Stored items —
//! Property tests for the Advisory Engine
//!
//! The engine must be total: arbitrary strings, empty strings and extreme
//! numbers always produce structurally complete results.

use agrisense_core::contract::{
    parse_crop_candidates, parse_growth_insight, parse_land_analysis, parse_organic_remedy,
};
use agrisense_core::engine::{harvest_days_remaining, AdvisoryEngine};
use agrisense_core::ranking::rank_crops;
use agrisense_core::types::{PH_MAX, PH_MIN};
use agrisense_core::{classify, ProblemCategory};
use proptest::prelude::*;

fn any_text() -> impl Strategy<Value = String> {
    prop_oneof![Just(String::new()), ".{0,64}", "[a-zA-Z ]{0,32}"]
}

proptest! {
    #[test]
    fn land_analysis_is_total(description in any_text(), location in any_text()) {
        let result = AdvisoryEngine::new().analyze_land(&description, &location);
        prop_assert!(!result.soil.soil_type.is_empty());
        prop_assert!((PH_MIN..=PH_MAX).contains(&result.soil.ph_level()));
        prop_assert!((3..=5).contains(&result.recommendations.len()));
        prop_assert!((4..=6).contains(&result.suggested_crops.len()));
        prop_assert!(result.confidence <= 100);
    }

    #[test]
    fn ph_readings_always_clamp(reading in -1000.0f64..1000.0) {
        let description = format!("field with pH {:.2}", reading);
        let result = AdvisoryEngine::new().analyze_land(&description, "");
        prop_assert!((PH_MIN..=PH_MAX).contains(&result.soil.ph_level()));
    }

    #[test]
    fn crop_recommendations_are_total(
        soil in any_text(),
        location in any_text(),
        season in any_text(),
        acres in prop::num::f64::ANY,
    ) {
        let crops = AdvisoryEngine::new().recommend_crops(&soil, &location, &season, acres);
        prop_assert!(!crops.is_empty());
        for crop in &crops {
            prop_assert!(crop.growth_period_days() > 0);
            prop_assert!((0.0..=5.0).contains(&crop.market_demand_score()));
            prop_assert!(crop.expected_profit_per_acre() >= 0.0);
        }
    }

    #[test]
    fn unknown_seasons_fall_back_to_summer(season in "[xyzq]{1,12}") {
        let engine = AdvisoryEngine::new();
        prop_assert_eq!(
            engine.recommend_crops("", "", &season, 1.0),
            engine.recommend_crops("", "", "Summer", 1.0)
        );
    }

    #[test]
    fn growth_insights_are_total(
        crop in any_text(),
        stage in any_text(),
        days in prop::num::i64::ANY,
        health in any_text(),
        weather in any_text(),
    ) {
        let insight = AdvisoryEngine::new().growth_insights(&crop, &stage, days, &health, &weather);
        prop_assert!((3..=4).contains(&insight.insights.len()));
        prop_assert!((3..=4).contains(&insight.recommendations.len()));
        prop_assert!(!insight.next_milestone.is_empty());
        let remaining = harvest_days_remaining(days);
        prop_assert!(remaining >= 1);
        prop_assert_eq!(insight.estimated_harvest_date, format!("In {} days", remaining));
    }

    #[test]
    fn organic_solution_is_total(problem in any_text(), crop in any_text(), severity in any_text()) {
        let remedy = AdvisoryEngine::new().organic_solution(&problem, &crop, &severity);
        prop_assert!(!remedy.solution_name.is_empty());
        prop_assert!(!remedy.ingredients.is_empty());
        prop_assert!((1.0..=5.0).contains(&remedy.effectiveness_rating()));
    }

    #[test]
    fn classification_prefers_pest(prefix in "[a-z ]{0,10}", suffix in "[a-z ]{0,10}") {
        let problem = format!("{}PEST{}disease", prefix, suffix);
        prop_assert_eq!(classify(&problem), ProblemCategory::Pest);
    }

    #[test]
    fn contract_parsers_never_panic(text in ".{0,200}") {
        let _ = parse_land_analysis(&text);
        let _ = parse_crop_candidates(&text);
        let _ = parse_growth_insight(&text);
        let _ = parse_organic_remedy(&text);
    }

    #[test]
    fn ranking_preserves_membership(season in any_text()) {
        let crops = AdvisoryEngine::new().recommend_crops("", "", &season, 1.0);
        let mut before: Vec<String> = crops.iter().map(|c| c.name.clone()).collect();
        let mut after: Vec<String> = rank_crops(crops).into_iter().map(|c| c.name).collect();
        before.sort();
        after.sort();
        prop_assert_eq!(before, after);
    }
}

#[test]
fn engine_output_round_trips_through_contracts() {
    let engine = AdvisoryEngine::new();

    let land = engine.analyze_land("pH 5.0 sandy loam", "Jaipur");
    let text = serde_json::to_string(&land).unwrap();
    assert_eq!(parse_land_analysis(&text).unwrap(), land);

    let crops = engine.recommend_crops("", "", "Winter", 1.0);
    let text = format!("Here you go: {}", serde_json::to_string(&crops).unwrap());
    assert_eq!(parse_crop_candidates(&text).unwrap(), crops);

    let insight = engine.growth_insights("Peas", "Seedling", 12, "Good", "Cool");
    let text = serde_json::to_string(&insight).unwrap();
    assert_eq!(parse_growth_insight(&text).unwrap(), insight);

    let remedy = engine.organic_solution("leaf disease", "Peas", "Low");
    let text = serde_json::to_string(&remedy).unwrap();
    assert_eq!(parse_organic_remedy(&text).unwrap(), remedy);
}
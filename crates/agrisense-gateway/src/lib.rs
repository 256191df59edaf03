//! AgriSense Gateway - HTTP front for agricultural advice
//!
//! Exposes the advisory service over JSON:
//!
//! | Route | Purpose |
//! |---|---|
//! | `GET /health` | liveness and whether a completion provider is configured |
//! | `POST /api/land/analyze` | soil profile and suggestions for a parcel |
//! | `POST /api/crops/recommend` | crop candidates for a season, optionally ranked |
//! | `POST /api/crops/plan` | start a crop plan on a registered parcel |
//! | `POST /api/growth/insights` | progress notes for a growing crop |
//! | `POST /api/organic/solution` | organic remedy for a pest, disease or deficiency |
//! | `GET /api/organic/solutions` | fixed remedy catalog, most effective first |
//! | `GET /api/dashboard` | everything stored for the caller |
//!
//! Advisory routes always answer 200. The `x-advice-source` response header
//! says whether the answer came from the completion provider (`ai`) or the
//! deterministic engine (`fallback`).

pub mod config;
pub mod error;
pub mod gateway;
pub mod identity;

pub use config::GatewayConfig;
pub use error::{GatewayError, Result};
pub use gateway::{Gateway, GatewayState, ADVICE_SOURCE_HEADER};
pub use identity::{MaybeUser, RequireUser, USER_ID_HEADER};

/// Gateway version
pub const VERSION: &str = env!("CARGO_PKG_VERSION");

/// Default HTTP port
pub const DEFAULT_PORT: u16 = 8080;

/// Default host
pub const DEFAULT_HOST: &str = "127.0.0.1";
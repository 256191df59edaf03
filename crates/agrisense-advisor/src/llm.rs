use anyhow::Result;
use serde::{Deserialize, Serialize};

/// Image sent inline with a prompt, already base64 encoded by the uploader
#[derive(Debug, Clone, PartialEq, Eq, Serialize, Deserialize)]
#[serde(rename_all = "camelCase")]
pub struct InlineImage {
    pub mime_type: String,
    pub data: String,
}

impl InlineImage {
    pub fn jpeg(data: impl Into<String>) -> Self {
        Self {
            mime_type: "image/jpeg".to_string(),
            data: data.into(),
        }
    }

    pub fn data_url(&self) -> String {
        format!("data:{};base64,{}", self.mime_type, self.data)
    }
}

/// One prompt for the completion service
#[derive(Debug, Clone, Default)]
pub struct CompletionRequest {
    pub system_prompt: String,
    pub prompt: String,
    pub images: Vec<InlineImage>,
}

impl CompletionRequest {
    pub fn new(system_prompt: impl Into<String>, prompt: impl Into<String>) -> Self {
        Self {
            system_prompt: system_prompt.into(),
            prompt: prompt.into(),
            images: Vec::new(),
        }
    }

    pub fn with_images(mut self, images: impl IntoIterator<Item = InlineImage>) -> Self {
        self.images.extend(images);
        self
    }
}

/// Free-text answer from a provider
#[derive(Debug, Clone)]
pub struct Completion {
    pub provider: String,
    pub text: String,
    pub token_cost: u32,
}

/// Text/vision completion collaborator
#[async_trait::async_trait]
pub trait CompletionClient: Send + Sync + std::fmt::Debug {
    fn name(&self) -> &str;

    async fn complete(&self, request: &CompletionRequest) -> Result<Completion>;
}
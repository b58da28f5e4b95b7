//! SH1106 OLED Display Driver
//!
//! Driver for 128x64 SH1106-based OLED displays via I2C.
//! Drawing goes through `embedded-graphics` into a local frame buffer;
//! `flush` pushes the buffer to the panel.

use core::convert::Infallible;

use embedded_graphics::pixelcolor::BinaryColor;
use embedded_graphics::prelude::*;

/// SH1106 I2C address (typically 0x3C or 0x3D)
const SH1106_ADDR: u8 = 0x3C;

/// Display dimensions
pub const WIDTH: usize = 128;
pub const HEIGHT: usize = 64;
const PAGES: usize = HEIGHT / 8;

/// SH1106 commands
#[allow(dead_code)]
mod cmd {
    pub const DISPLAY_OFF: u8 = 0xAE;
    pub const DISPLAY_ON: u8 = 0xAF;
    pub const SET_CONTRAST: u8 = 0x81;
    pub const SET_NORMAL: u8 = 0xA6;
    pub const SET_INVERSE: u8 = 0xA7;
    pub const SET_DISPLAY_OFFSET: u8 = 0xD3;
    pub const SET_COM_PINS: u8 = 0xDA;
    pub const SET_VCOM_DETECT: u8 = 0xDB;
    pub const SET_CLOCK_DIV: u8 = 0xD5;
    pub const SET_PRECHARGE: u8 = 0xD9;
    pub const SET_MUX_RATIO: u8 = 0xA8;
    pub const SET_LOW_COLUMN: u8 = 0x00;
    pub const SET_HIGH_COLUMN: u8 = 0x10;
    pub const SET_PAGE_ADDR: u8 = 0xB0;
    pub const SET_START_LINE: u8 = 0x40;
    pub const SET_SEG_REMAP: u8 = 0xA1;
    pub const SET_COM_SCAN_DEC: u8 = 0xC8;
    pub const SET_CHARGE_PUMP: u8 = 0x8D;
}

/// SH1106 OLED driver
pub struct Sh1106<I2C> {
    i2c: I2C,
    /// Frame buffer (1 bit per pixel, organized as pages)
    buffer: [[u8; WIDTH]; PAGES],
    /// Hardware inverse currently applied
    inverted: bool,
}

impl<I2C> Sh1106<I2C>
where
    I2C: embedded_hal_async::i2c::I2c,
{
    /// Create a new SH1106 driver
    pub fn new(i2c: I2C) -> Self {
        Self {
            i2c,
            buffer: [[0; WIDTH]; PAGES],
            inverted: false,
        }
    }

    /// Initialize the display
    pub async fn init(&mut self) -> Result<(), I2C::Error> {
        let init_cmds: &[u8] = &[
            cmd::DISPLAY_OFF,
            cmd::SET_CLOCK_DIV,
            0x80, // Default clock
            cmd::SET_MUX_RATIO,
            0x3F, // 64 lines
            cmd::SET_DISPLAY_OFFSET,
            0x00,
            cmd::SET_START_LINE,
            cmd::SET_CHARGE_PUMP,
            0x14,                  // Enable charge pump
            cmd::SET_SEG_REMAP,    // Flip horizontally
            cmd::SET_COM_SCAN_DEC, // Flip vertically
            cmd::SET_COM_PINS,
            0x12, // Alternative COM config
            cmd::SET_CONTRAST,
            0xCF, // High contrast
            cmd::SET_PRECHARGE,
            0xF1,
            cmd::SET_VCOM_DETECT,
            0x40,
            cmd::SET_NORMAL,
            cmd::DISPLAY_ON,
        ];

        for &c in init_cmds {
            self.command(c).await?;
        }
        self.inverted = false;

        Ok(())
    }

    /// Send a command to the display
    async fn command(&mut self, cmd: u8) -> Result<(), I2C::Error> {
        self.i2c.write(SH1106_ADDR, &[0x00, cmd]).await
    }

    /// Flush the frame buffer to the display
    pub async fn flush(&mut self) -> Result<(), I2C::Error> {
        for page in 0..PAGES {
            self.command(cmd::SET_PAGE_ADDR | (page as u8)).await?;
            // SH1106 RAM is 132 columns wide; the visible area starts at 2
            self.command(cmd::SET_LOW_COLUMN | 2).await?;
            self.command(cmd::SET_HIGH_COLUMN).await?;

            let mut data = [0u8; WIDTH + 1];
            data[0] = 0x40; // Data mode
            data[1..].copy_from_slice(&self.buffer[page]);
            self.i2c.write(SH1106_ADDR, &data).await?;
        }

        Ok(())
    }

    /// Invert display colors in hardware (no redraw needed)
    pub async fn set_inverted(&mut self, inverted: bool) -> Result<(), I2C::Error> {
        if inverted == self.inverted {
            return Ok(());
        }
        let c = if inverted {
            cmd::SET_INVERSE
        } else {
            cmd::SET_NORMAL
        };
        self.command(c).await?;
        self.inverted = inverted;
        Ok(())
    }
}

impl<I2C> OriginDimensions for Sh1106<I2C> {
    fn size(&self) -> Size {
        Size::new(WIDTH as u32, HEIGHT as u32)
    }
}

impl<I2C> DrawTarget for Sh1106<I2C> {
    type Color = BinaryColor;
    type Error = Infallible;

    fn draw_iter<I>(&mut self, pixels: I) -> Result<(), Self::Error>
    where
        I: IntoIterator<Item = Pixel<Self::Color>>,
    {
        for Pixel(point, color) in pixels {
            let Ok((x, y)) = <(u32, u32)>::try_from(point) else {
                continue;
            };
            let (x, y) = (x as usize, y as usize);
            if x >= WIDTH || y >= HEIGHT {
                continue;
            }

            let byte = &mut self.buffer[y / 8][x];
            let bit = 1 << (y % 8);
            match color {
                BinaryColor::On => *byte |= bit,
                BinaryColor::Off => *byte &= !bit,
            }
        }
        Ok(())
    }

    fn clear(&mut self, color: Self::Color) -> Result<(), Self::Error> {
        let fill = match color {
            BinaryColor::On => 0xFF,
            BinaryColor::Off => 0x00,
        };
        for page in self.buffer.iter_mut() {
            page.fill(fill);
        }
        Ok(())
    }
}
//! Alarm sound selection

/// One of the five alarm sounds
#[derive(Debug, Clone, Copy, PartialEq, Eq)]
#[cfg_attr(feature = "defmt", derive(defmt::Format))]
pub enum AlarmSound {
    Alarm1,
    Alarm2,
    Alarm3,
    Alarm4,
    Alarm5,
}

impl AlarmSound {
    /// All sounds, in index order
    pub const ALL: [AlarmSound; 5] = [
        AlarmSound::Alarm1,
        AlarmSound::Alarm2,
        AlarmSound::Alarm3,
        AlarmSound::Alarm4,
        AlarmSound::Alarm5,
    ];

    /// Pick a sound from a uniformly distributed random word
    pub fn from_random(random: u32) -> Self {
        Self::ALL[(random % Self::ALL.len() as u32) as usize]
    }

    /// Resource name
    pub fn name(self) -> &'static str {
        match self {
            AlarmSound::Alarm1 => "alarm1",
            AlarmSound::Alarm2 => "alarm2",
            AlarmSound::Alarm3 => "alarm3",
            AlarmSound::Alarm4 => "alarm4",
            AlarmSound::Alarm5 => "alarm5",
        }
    }
}
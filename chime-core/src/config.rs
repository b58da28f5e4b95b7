//! Configuration types
//!
//! Compiled-in defaults for the controller timing. Nothing is read from
//! storage; the front panel always boots with these values.

#[cfg(feature = "serde")]
use serde::{Deserialize, Serialize};

use chime_protocol::{POT_MAX, POT_MIN};

/// Lower bound of the gesture window (exclusive)
pub const DEFAULT_GESTURE_MIN_MS: u64 = 400;

/// Upper bound of the gesture window (exclusive)
pub const DEFAULT_GESTURE_MAX_MS: u64 = 5000;

/// Alarm check cadence
pub const DEFAULT_ALARM_CHECK_INTERVAL_MS: u64 = 1000;

/// Live preview cadence (~60 Hz)
pub const DEFAULT_PREVIEW_INTERVAL_MS: u64 = 16;

/// Configuration validation errors
#[derive(Debug, Clone, Copy, PartialEq, Eq)]
#[cfg_attr(feature = "defmt", derive(defmt::Format))]
pub enum ConfigError {
    /// Gesture window admits no interval
    EmptyGestureWindow,
    /// A timer interval is zero
    ZeroInterval,
    /// Potentiometer range is empty or inverted
    InvalidPotentiometerRange,
}

/// Interval between two pressed samples that counts as a deliberate gesture
#[derive(Debug, Clone, Copy, PartialEq, Eq)]
#[cfg_attr(feature = "defmt", derive(defmt::Format))]
#[cfg_attr(feature = "serde", derive(Serialize, Deserialize))]
pub struct GestureWindow {
    /// Shorter gaps are treated as contact noise
    pub min_ms: u64,
    /// Longer gaps are treated as unrelated presses
    pub max_ms: u64,
}

impl Default for GestureWindow {
    fn default() -> Self {
        Self {
            min_ms: DEFAULT_GESTURE_MIN_MS,
            max_ms: DEFAULT_GESTURE_MAX_MS,
        }
    }
}

impl GestureWindow {
    /// Returns true if `elapsed_ms` lies strictly inside the window
    pub fn contains(&self, elapsed_ms: u64) -> bool {
        elapsed_ms > self.min_ms && elapsed_ms < self.max_ms
    }
}

/// Controller configuration
#[derive(Debug, Clone, Copy, PartialEq, Eq)]
#[cfg_attr(feature = "defmt", derive(defmt::Format))]
#[cfg_attr(feature = "serde", derive(Serialize, Deserialize))]
pub struct ControllerConfig {
    /// Double-press gesture window
    pub gesture: GestureWindow,
    /// Period of the alarm check while the alarm is active
    pub alarm_check_interval_ms: u64,
    /// Period of the live preview while setting a field
    pub preview_interval_ms: u64,
    /// Lowest raw potentiometer value
    pub potentiometer_min: i32,
    /// Highest raw potentiometer value
    pub potentiometer_max: i32,
}

impl Default for ControllerConfig {
    fn default() -> Self {
        Self {
            gesture: GestureWindow::default(),
            alarm_check_interval_ms: DEFAULT_ALARM_CHECK_INTERVAL_MS,
            preview_interval_ms: DEFAULT_PREVIEW_INTERVAL_MS,
            potentiometer_min: POT_MIN,
            potentiometer_max: POT_MAX,
        }
    }
}

impl ControllerConfig {
    /// Check the configuration for values the controller cannot work with
    pub fn validate(&self) -> Result<(), ConfigError> {
        // Strict bounds need at least one integer between them
        if self.gesture.max_ms <= self.gesture.min_ms.saturating_add(1) {
            return Err(ConfigError::EmptyGestureWindow);
        }
        if self.alarm_check_interval_ms == 0 || self.preview_interval_ms == 0 {
            return Err(ConfigError::ZeroInterval);
        }
        if self.potentiometer_max <= self.potentiometer_min {
            return Err(ConfigError::InvalidPotentiometerRange);
        }
        Ok(())
    }
}
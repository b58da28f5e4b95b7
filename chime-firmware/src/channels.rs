//! Inter-task communication channels
//!
//! Defines the static channels used for communication between Embassy tasks.
//! Uses embassy-sync primitives for safe async communication.

use embassy_sync::blocking_mutex::raw::CriticalSectionRawMutex;
use embassy_sync::channel::Channel;
use embassy_sync::signal::Signal;

use chime_core::sound::AlarmSound;
use chime_core::UserRequest;
use chime_protocol::{DeviceCommand, SensorSample};

/// Channel capacity for button requests
const REQUEST_CHANNEL_SIZE: usize = 4;

/// Channel capacity for sensor samples (one UART read of short lines)
const SAMPLE_CHANNEL_SIZE: usize = 16;

/// Channel capacity for outbound device commands
const COMMAND_CHANNEL_SIZE: usize = 4;

/// Start/stop control for a periodic ticker task
#[derive(Debug, Clone, Copy, PartialEq, Eq)]
#[cfg_attr(feature = "defmt", derive(defmt::Format))]
pub enum TimerControl {
    Start,
    Stop,
}

/// Command for the audio task
#[derive(Debug, Clone, Copy, PartialEq, Eq)]
#[cfg_attr(feature = "defmt", derive(defmt::Format))]
pub enum AudioCommand {
    /// Play a sound from the beginning
    Play(AlarmSound),
    /// Stop and rewind
    Stop,
}

/// Samples from the sensor board, one per decoded line
///
/// Every sample must reach the gesture detector, so the reader waits when
/// the controller falls behind instead of overwriting.
pub static SAMPLES: Channel<CriticalSectionRawMutex, SensorSample, SAMPLE_CHANNEL_SIZE> =
    Channel::new();

/// Front panel button requests
pub static REQUESTS: Channel<CriticalSectionRawMutex, UserRequest, REQUEST_CHANNEL_SIZE> =
    Channel::new();

/// Commands to send to the sensor board
pub static COMMANDS: Channel<CriticalSectionRawMutex, DeviceCommand, COMMAND_CHANNEL_SIZE> =
    Channel::new();

/// Live preview ticker control (controller -> preview task)
pub static PREVIEW_CONTROL: Signal<CriticalSectionRawMutex, TimerControl> = Signal::new();

/// Live preview tick (preview task -> controller)
pub static PREVIEW_TICK: Signal<CriticalSectionRawMutex, ()> = Signal::new();

/// Alarm check ticker control (controller -> alarm check task)
pub static ALARM_CHECK_CONTROL: Signal<CriticalSectionRawMutex, TimerControl> = Signal::new();

/// Alarm check tick (alarm check task -> controller)
pub static ALARM_TICK: Signal<CriticalSectionRawMutex, ()> = Signal::new();

/// Audio command (controller -> audio task)
pub static AUDIO_CMD: Signal<CriticalSectionRawMutex, AudioCommand> = Signal::new();

/// Signal that the display state changed and should be redrawn
pub static DISPLAY_REFRESH: Signal<CriticalSectionRawMutex, ()> = Signal::new();
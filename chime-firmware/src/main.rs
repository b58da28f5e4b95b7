//! Chime - Alarm Clock Front Panel Firmware
//!
//! Main firmware binary for the RP2040-based front panel. A sensor board
//! streams potentiometer and button samples over UART; the panel turns
//! them into an alarm time, watches the RTC and rings the buzzer.

#![no_std]
#![no_main]

use defmt::*;
use embassy_executor::Spawner;
use embassy_rp::bind_interrupts;
use embassy_rp::gpio::{Input, Pull};
use embassy_rp::i2c::{self, I2c};
use embassy_rp::peripherals::{I2C0, UART1};
use embassy_rp::pwm::{self, Pwm};
use embassy_rp::rtc::Rtc;
use embassy_rp::uart::{BufferedInterruptHandler, Config as UartConfig, Uart};
use static_cell::StaticCell;
use {defmt_rtt as _, panic_probe as _};

use chime_core::config::ControllerConfig;
use chime_core::UserRequest;
use chime_protocol::BAUD_RATE;

mod audio;
mod channels;
mod clock;
mod display;
mod tasks;

use crate::audio::Buzzer;
use crate::clock::RtcClock;
use crate::display::sh1106::Sh1106;

bind_interrupts!(struct Irqs {
    UART1_IRQ => BufferedInterruptHandler<UART1>;
    I2C0_IRQ => i2c::InterruptHandler<I2C0>;
    RTC_IRQ => embassy_rp::rtc::InterruptHandler;
});

// Static cells for UART buffers (must live forever)
static TX_BUF: StaticCell<[u8; 64]> = StaticCell::new();
static RX_BUF: StaticCell<[u8; 256]> = StaticCell::new();

/// Main entry point
#[embassy_executor::main]
async fn main(spawner: Spawner) {
    info!("Chime firmware starting...");

    // Initialize RP2040 peripherals
    let p = embassy_rp::init(Default::default());
    info!("Peripherals initialized");

    let config = ControllerConfig::default();
    if let Err(e) = config.validate() {
        error!("Invalid controller config: {:?}", e);
        return;
    }

    // Sensor link (UART1: GPIO4 = TX, GPIO5 = RX)
    let mut uart_config = UartConfig::default();
    uart_config.baudrate = BAUD_RATE;

    let tx_buf = TX_BUF.init([0u8; 64]);
    let rx_buf = RX_BUF.init([0u8; 256]);

    let uart = Uart::new_blocking(p.UART1, p.PIN_4, p.PIN_5, uart_config);
    let uart = uart.into_buffered(Irqs, tx_buf, rx_buf);
    let (tx, rx) = uart.split();

    info!("UART initialized for sensor link");

    // OLED (I2C0: GPIO16 = SDA, GPIO17 = SCL)
    let i2c = I2c::new_async(p.I2C0, p.PIN_17, p.PIN_16, Irqs, i2c::Config::default());
    let display = Sh1106::new(i2c);

    // Buzzer (GPIO15 = PWM slice 7 channel B)
    let pwm = Pwm::new_output_b(p.PWM_SLICE7, p.PIN_15, pwm::Config::default());
    let buzzer = Buzzer::new(pwm);

    // Wall clock, started from the build time
    let clock = RtcClock::new(Rtc::new(p.RTC, Irqs), clock::build_time());

    // Buttons (active low)
    let set_hour = Input::new(p.PIN_18, Pull::Up);
    let set_minute = Input::new(p.PIN_19, Pull::Up);
    let reset = Input::new(p.PIN_20, Pull::Up);

    spawner.spawn(tasks::link_rx_task(rx)).unwrap();
    spawner.spawn(tasks::link_tx_task(tx)).unwrap();
    spawner
        .spawn(tasks::preview_task(config.preview_interval_ms))
        .unwrap();
    spawner
        .spawn(tasks::alarm_check_task(config.alarm_check_interval_ms))
        .unwrap();
    spawner.spawn(tasks::display_task(display)).unwrap();
    spawner.spawn(tasks::audio_task(buzzer)).unwrap();
    spawner
        .spawn(tasks::button_task(set_hour, UserRequest::SetHour))
        .unwrap();
    spawner
        .spawn(tasks::button_task(set_minute, UserRequest::SetMinute))
        .unwrap();
    spawner
        .spawn(tasks::button_task(reset, UserRequest::Reset))
        .unwrap();
    spawner.spawn(tasks::controller_task(config, clock)).unwrap();

    info!("All tasks spawned, firmware running");

    // Main task has nothing else to do - all work happens in spawned tasks
    loop {
        embassy_time::Timer::after_secs(60).await;
        trace!("Main loop heartbeat");
    }
}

Task statement — The reply should consist solely of the lines above from the one that has "let (x, y) = (x" through the one that has "filename chime-core/src/config.rs", reproduced exactly.

Written response —
            let (x, y) = (x as usize, y as usize);
            if x >= WIDTH || y >= HEIGHT {
                continue;
            }

            let byte = &mut self.buffer[y / 8][x];
            let bit = 1 << (y % 8);
            match color {
                BinaryColor::On => *byte |= bit,
                BinaryColor::Off => *byte &= !bit,
            }
        }
        Ok(())
    }

    fn clear(&mut self, color: Self::Color) -> Result<(), Self::Error> {
        let fill = match color {
            BinaryColor::On => 0xFF,
            BinaryColor::Off => 0x00,
        };
        for page in self.buffer.iter_mut() {
            page.fill(fill);
        }
        Ok(())
    }
}
//! Alarm sound selection

/// One of the five alarm sounds
#[derive(Debug, Clone, Copy, PartialEq, Eq)]
#[cfg_attr(feature = "defmt", derive(defmt::Format))]
pub enum AlarmSound {
    Alarm1,
    Alarm2,
    Alarm3,
    Alarm4,
    Alarm5,
}

impl AlarmSound {
    /// All sounds, in index order
    pub const ALL: [AlarmSound; 5] = [
        AlarmSound::Alarm1,
        AlarmSound::Alarm2,
        AlarmSound::Alarm3,
        AlarmSound::Alarm4,
        AlarmSound::Alarm5,
    ];

    /// Pick a sound from a uniformly distributed random word
    pub fn from_random(random: u32) -> Self {
        Self::ALL[(random % Self::ALL.len() as u32) as usize]
    }

    /// Resource name
    pub fn name(self) -> &'static str {
        match self {
            AlarmSound::Alarm1 => "alarm1",
            AlarmSound::Alarm2 => "alarm2",
            AlarmSound::Alarm3 => "alarm3",
            AlarmSound::Alarm4 => "alarm4",
            AlarmSound::Alarm5 => "alarm5",
        }
    }
}
filename chime-core/src/config.rs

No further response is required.